■ What is required
Bring together all lines from the listing below that contain the string "PlayerStats".

- - -

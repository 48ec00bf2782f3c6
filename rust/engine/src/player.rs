use crate::cards::{Card, CardKind};
use serde::{Deserialize, Serialize};

/// Who controls a seat. Everything except `Human` is driven by the agent
/// decision engine.
#[derive(Debug, Copy, Clone, Eq, PartialEq, Hash, Serialize, Deserialize)]
#[serde(rename_all = "lowercase")]
pub enum AgentType {
    Human,
    Bayesian,
    Qlearning,
    Mle,
    Random,
}

impl AgentType {
    pub fn as_str(self) -> &'static str {
        match self {
            AgentType::Human => "human",
            AgentType::Bayesian => "bayesian",
            AgentType::Qlearning => "qlearning",
            AgentType::Mle => "mle",
            AgentType::Random => "random",
        }
    }

    pub fn parse(s: &str) -> Option<AgentType> {
        match s.trim().to_ascii_lowercase().as_str() {
            "human" => Some(AgentType::Human),
            "bayesian" => Some(AgentType::Bayesian),
            "qlearning" | "q-learning" => Some(AgentType::Qlearning),
            "mle" => Some(AgentType::Mle),
            "random" => Some(AgentType::Random),
            _ => None,
        }
    }

    pub fn is_agent(self) -> bool {
        self != AgentType::Human
    }

    /// Agent seats in the order they are filled around a human player.
    pub fn seat_rotation() -> [AgentType; 4] {
        [
            AgentType::Bayesian,
            AgentType::Qlearning,
            AgentType::Mle,
            AgentType::Random,
        ]
    }
}

/// Per-player counters kept for the whole game.
#[derive(Debug, Clone, Copy, Default, Eq, PartialEq, Serialize, Deserialize)]
#[serde(rename_all = "camelCase")]
pub struct PlayerStats {
    pub cards_drawn: u32,
    pub cards_played: u32,
    pub explosions: u32,
    pub wins: u32,
}

/// A seat at the table together with its hand.
#[derive(Debug, Clone, Eq, PartialEq, Serialize, Deserialize)]
#[serde(rename_all = "camelCase")]
pub struct Player {
    pub index: usize,
    pub name: String,
    pub agent_type: AgentType,
    hand: Vec<Card>,
    defuse_cards: u32,
    is_alive: bool,
    has_drawn_this_turn: bool,
    pub stats: PlayerStats,
}

impl Player {
    pub fn new(index: usize, name: impl Into<String>, agent_type: AgentType) -> Self {
        Self {
            index,
            name: name.into(),
            agent_type,
            hand: Vec::new(),
            defuse_cards: 0,
            is_alive: true,
            has_drawn_this_turn: false,
            stats: PlayerStats::default(),
        }
    }

    pub fn hand(&self) -> &[Card] {
        &self.hand
    }

    pub fn defuse_cards(&self) -> u32 {
        self.defuse_cards
    }

    pub fn is_alive(&self) -> bool {
        self.is_alive
    }

    pub fn is_human(&self) -> bool {
        self.agent_type == AgentType::Human
    }

    pub fn has_drawn_this_turn(&self) -> bool {
        self.has_drawn_this_turn
    }

    pub(crate) fn set_drawn_this_turn(&mut self, drawn: bool) {
        self.has_drawn_this_turn = drawn;
    }

    pub(crate) fn give_card(&mut self, card: Card) {
        if card.kind == CardKind::Defuse {
            self.defuse_cards += 1;
        }
        self.hand.push(card);
    }

    pub(crate) fn take_card(&mut self, index: usize) -> Option<Card> {
        if index >= self.hand.len() {
            return None;
        }
        let card = self.hand.remove(index);
        if card.kind == CardKind::Defuse {
            self.defuse_cards -= 1;
        }
        Some(card)
    }

    /// Removes one defuse card from the hand, if any.
    pub(crate) fn take_defuse(&mut self) -> Option<Card> {
        let idx = self.hand.iter().position(|c| c.kind == CardKind::Defuse)?;
        self.take_card(idx)
    }

    /// One-way transition; there is no way back to alive.
    pub(crate) fn eliminate(&mut self) {
        self.is_alive = false;
        self.has_drawn_this_turn = false;
    }
}
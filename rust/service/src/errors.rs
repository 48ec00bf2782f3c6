/// Error handling for kittens_service
///
/// This module provides:
/// - The service error type wrapping game and store failures
/// - A uniform error response shape for callers
/// - Severity-based logging of rejections
use kittens_engine::errors::GameError;
use serde::{Deserialize, Serialize};
use std::fmt;
use thiserror::Error;

use crate::settings::SettingsError;
use crate::store::StoreError;

/// Standard error shape returned to callers of the game manager
#[derive(Debug, Clone, Serialize, Deserialize, PartialEq, Eq)]
pub struct ErrorResponse {
    /// Machine-readable error code (e.g., "not_your_turn")
    pub error: String,
    /// Human-readable error message
    pub message: String,
    /// Optional additional details (structured data)
    #[serde(skip_serializing_if = "Option::is_none")]
    pub details: Option<serde_json::Value>,
}

impl ErrorResponse {
    pub fn new(error: impl Into<String>, message: impl Into<String>) -> Self {
        Self {
            error: error.into(),
            message: message.into(),
            details: None,
        }
    }

    pub fn with_details(
        error: impl Into<String>,
        message: impl Into<String>,
        details: serde_json::Value,
    ) -> Self {
        Self {
            error: error.into(),
            message: message.into(),
            details: Some(details),
        }
    }
}

impl fmt::Display for ErrorResponse {
    fn fmt(&self, f: &mut fmt::Formatter<'_>) -> fmt::Result {
        write!(f, "{}: {}", self.error, self.message)
    }
}

/// Error classification for logging levels
#[derive(Debug, Clone, Copy, PartialEq, Eq)]
pub enum ErrorSeverity {
    /// Rejected requests - expected, normal operation
    Client,
    /// Backend failures - unexpected, needs investigation
    Server,
    /// Broken game invariants - state integrity at risk
    Critical,
}

/// Conversion of errors into responses with severity-based logging
pub trait IntoErrorResponse {
    /// Machine-readable error code
    fn error_code(&self) -> &'static str;

    /// Human-readable error message
    fn error_message(&self) -> String;

    fn error_details(&self) -> Option<serde_json::Value> {
        None
    }

    fn severity(&self) -> ErrorSeverity;

    fn to_error_response(&self) -> ErrorResponse {
        if let Some(details) = self.error_details() {
            ErrorResponse::with_details(self.error_code(), self.error_message(), details)
        } else {
            ErrorResponse::new(self.error_code(), self.error_message())
        }
    }

    /// Logs the error at the level its severity calls for and returns the
    /// response.
    fn log_and_respond(&self) -> ErrorResponse {
        let response = self.to_error_response();
        match self.severity() {
            ErrorSeverity::Client => {
                tracing::info!(error = %response.error, reason = %response.message, "request rejected")
            }
            ErrorSeverity::Server => {
                tracing::error!(error = %response.error, reason = %response.message, "service error")
            }
            ErrorSeverity::Critical => {
                tracing::error!(error = %response.error, reason = %response.message, critical = true, "critical error")
            }
        }
        response
    }
}

#[derive(Debug, Error)]
pub enum ServiceError {
    #[error(transparent)]
    Game(#[from] GameError),
    #[error(transparent)]
    Store(#[from] StoreError),
    #[error(transparent)]
    Settings(#[from] SettingsError),
    #[error("Failed to encode document: {0}")]
    Encode(#[from] serde_json::Error),
    #[error("Stored game {0} could not be decoded: {1}")]
    CorruptDocument(String, String),
    #[error("Agent chain exceeded {0} turns")]
    ChainLimit(u32),
    #[error("Game lock poisoned")]
    LockPoisoned,
}

impl IntoErrorResponse for GameError {
    fn error_code(&self) -> &'static str {
        self.kind()
    }

    fn error_message(&self) -> String {
        self.to_string()
    }

    fn error_details(&self) -> Option<serde_json::Value> {
        match self {
            GameError::NotYourTurn { expected, actual } => {
                Some(serde_json::json!({ "expected": expected, "actual": actual }))
            }
            GameError::CardIndexOutOfRange { index, hand_size } => {
                Some(serde_json::json!({ "index": index, "handSize": hand_size }))
            }
            _ => None,
        }
    }

    fn severity(&self) -> ErrorSeverity {
        if self.is_fatal() {
            ErrorSeverity::Critical
        } else {
            ErrorSeverity::Client
        }
    }
}

impl IntoErrorResponse for ServiceError {
    fn error_code(&self) -> &'static str {
        match self {
            ServiceError::Game(err) => err.error_code(),
            ServiceError::Store(StoreError::NotFound(_)) => "document_not_found",
            ServiceError::Store(_) => "store_error",
            ServiceError::Settings(_) => "invalid_settings",
            ServiceError::Encode(_) => "encode_error",
            ServiceError::CorruptDocument(..) => "corrupt_document",
            ServiceError::ChainLimit(_) => "agent_chain_limit",
            ServiceError::LockPoisoned => "lock_poisoned",
        }
    }

    fn error_message(&self) -> String {
        self.to_string()
    }

    fn error_details(&self) -> Option<serde_json::Value> {
        match self {
            ServiceError::Game(err) => err.error_details(),
            _ => None,
        }
    }

    fn severity(&self) -> ErrorSeverity {
        match self {
            ServiceError::Game(err) => err.severity(),
            ServiceError::Settings(_) => ErrorSeverity::Client,
            ServiceError::CorruptDocument(..) => ErrorSeverity::Critical,
            _ => ErrorSeverity::Server,
        }
    }
}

- - -

■ Reply
pub struct PlayerStats {
    pub stats: PlayerStats,
            stats: PlayerStats::default(),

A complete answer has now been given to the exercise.